Here's a more casual test, albeit with a nicer lens:

While we were not allowed to bring any sample photos from the K-5 IIs home, we took several while we were there, and they sure looked sharp! Just about any camera can take a sharp test photo, though.  What convinced us that the removal of the AA filter wasn't a mere gimmick, however, was an internal study that Pentax conducted with the camera- it surprised even their own engineers, who jokingly said that K-5 IIs has the ability to reveal facial features that you never thought were there!  We saw a side-by-side comparison of a photo from the K-5 II and the same photo from the K-5 IIs and were (almost) instantly sold.  The K-5 IIs appeared to have a very clear increase in resolution (but of course you do have to factor in the risk of seeing moire patterns in your images)!
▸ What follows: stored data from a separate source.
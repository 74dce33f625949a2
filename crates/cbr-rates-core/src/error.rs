use thiserror::Error;

use crate::http_client::HttpError;

/// A raw currency value that is not a plain decimal numeral.
#[derive(Debug, Error, Clone, PartialEq, Eq)]
#[error("invalid currency value '{value}': {reason}")]
pub struct ValueFormatError {
    value: String,
    reason: &'static str,
}

impl ValueFormatError {
    pub(crate) fn new(value: impl Into<String>, reason: &'static str) -> Self {
        Self {
            value: value.into(),
            reason,
        }
    }

    /// The offending value, after comma-to-dot normalization.
    pub fn value(&self) -> &str {
        &self.value
    }

    pub fn reason(&self) -> &'static str {
        self.reason
    }
}

/// Charset or structural failure while decoding a daily rate document.
#[derive(Debug, Error, Clone, PartialEq, Eq)]
pub enum DecodeError {
    #[error("unknown charset: {charset}")]
    UnsupportedCharset { charset: String },

    #[error("document is not valid {charset} text")]
    InvalidText { charset: &'static str },

    #[error("malformed rate document: {message}")]
    Malformed { message: String },
}

/// Validation errors for user-supplied request parameters.
#[derive(Debug, Error, Clone, PartialEq, Eq)]
pub enum ValidationError {
    #[error("date must be formatted as YYYY-MM-DD: '{value}'")]
    InvalidDate { value: String },
}

/// Error classification used by callers that branch on failure type.
#[derive(Debug, Clone, Copy, PartialEq, Eq)]
pub enum RateErrorKind {
    Configuration,
    Transport,
    RemoteStatus,
    Decode,
    ValueFormat,
    DataIntegrity,
    UnknownCurrency,
}

/// Every failure the rate-resolution pipeline can surface.
///
/// Errors reach the caller unmodified; nothing is retried or replaced with a
/// fallback value.
#[derive(Debug, Error, Clone, PartialEq, Eq)]
pub enum RateError {
    #[error("no http client configured")]
    MissingTransport,

    #[error(transparent)]
    Transport(#[from] HttpError),

    #[error("status code: {status}")]
    RemoteStatus { status: u16 },

    #[error(transparent)]
    Decode(#[from] DecodeError),

    #[error(transparent)]
    ValueFormat(#[from] ValueFormatError),

    #[error("currency {code} has zero nominal")]
    ZeroNominal { code: String },

    #[error("unknown currency: {code}")]
    UnknownCurrency { code: String },
}

impl RateError {
    pub const fn kind(&self) -> RateErrorKind {
        match self {
            Self::MissingTransport => RateErrorKind::Configuration,
            Self::Transport(_) => RateErrorKind::Transport,
            Self::RemoteStatus { .. } => RateErrorKind::RemoteStatus,
            Self::Decode(_) => RateErrorKind::Decode,
            Self::ValueFormat(_) => RateErrorKind::ValueFormat,
            Self::ZeroNominal { .. } => RateErrorKind::DataIntegrity,
            Self::UnknownCurrency { .. } => RateErrorKind::UnknownCurrency,
        }
    }

    pub const fn code(&self) -> &'static str {
        match self.kind() {
            RateErrorKind::Configuration => "rates.configuration",
            RateErrorKind::Transport => "rates.transport",
            RateErrorKind::RemoteStatus => "rates.remote_status",
            RateErrorKind::Decode => "rates.decode",
            RateErrorKind::ValueFormat => "rates.value_format",
            RateErrorKind::DataIntegrity => "rates.data_integrity",
            RateErrorKind::UnknownCurrency => "rates.unknown_currency",
        }
    }
}

#[cfg(test)]
mod tests {
    use super::*;

    #[test]
    fn remote_status_message_carries_code() {
        let error = RateError::RemoteStatus { status: 500 };
        assert_eq!(error.to_string(), "status code: 500");
        assert_eq!(error.code(), "rates.remote_status");
    }

    #[test]
    fn transport_error_message_is_passed_through() {
        let error = RateError::from(HttpError::new("error"));
        assert_eq!(error.to_string(), "error");
        assert_eq!(error.kind(), RateErrorKind::Transport);
    }

    #[test]
    fn zero_nominal_is_not_a_format_error() {
        let error = RateError::ZeroNominal {
            code: String::from("JPY"),
        };
        assert_eq!(error.kind(), RateErrorKind::DataIntegrity);
        assert_ne!(error.kind(), RateErrorKind::ValueFormat);
    }
}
Pentax claimed that this sort of resultion was "unprecendented" in its class. Pentax also promised to send us these sample photos, and we will post them as soon as they do.

The Pentax K-5 II and K-5 IIs are scheduled to start shipping on October 15th, and can already be pre-ordered.  Rest assured that we'll be among the first to receive a copy and formally test it against the K-5!

Pentax K-5 IIs with DA* 200mm F2.8

Pentax Ricoh's decision to keep the K-5 in its product lineup by releasing an upgraded version makes sense.  They were able to address two key user complaints (screen visibility in the outdoors, and AF performance) without having to redesign the whole body or camera firmware, saving a great deal of development overhead and cost.  This means that the new "mark II" version of the tried-and-tested K-5 is being launched at an MSRP which is $550 lower than the original price of the $1749 (the K-5 II is available for pre-order for just $1199, while the K-5 IIs is only $100 more in the US and 200 euros more in Europe).  Another big pro of a move like this is that it's almost certain that the K-5 II will not suffer from any quality-control issues, considering that most of its components have been in production for at least two years now.  Likewise, all of your current accessories will continue working with this camera!

Pentax made it fairly clear to us in their interview that they plan on expanding their DSLR lineup and that they are looking to product a professional DSLR body.  This camera may well be a stop-gap measure.  But, even if we do see such an upgraded body in the near future, its price will almost certainly be closer to what the K-5 originally launched at, and due to its low launch price, we expect the K-5 II to maintain its value quite well.  For now, all we know is that based on what we've seen and tried, the K-5 II seems like a fine camera.

So, if you're a current Pentax K-5 user and have an extra couple hundred bucks lying around, we can definitely recommend upgrading to a K-5 IIs (and selling your K-5 without fees on the Marketplace).  We're going to stay clear of just the regular K-5 II, however- the upgrade, in our opinion, is only worth it if it includes better image quality!  The upgraded autofocus and screen are nice to have, but nowhere near as "essential" as a sharper image.  If you don't alredy have a K-5, though, it's a different story, and then the K-5 II may seem like a natural choice, costing $100 less.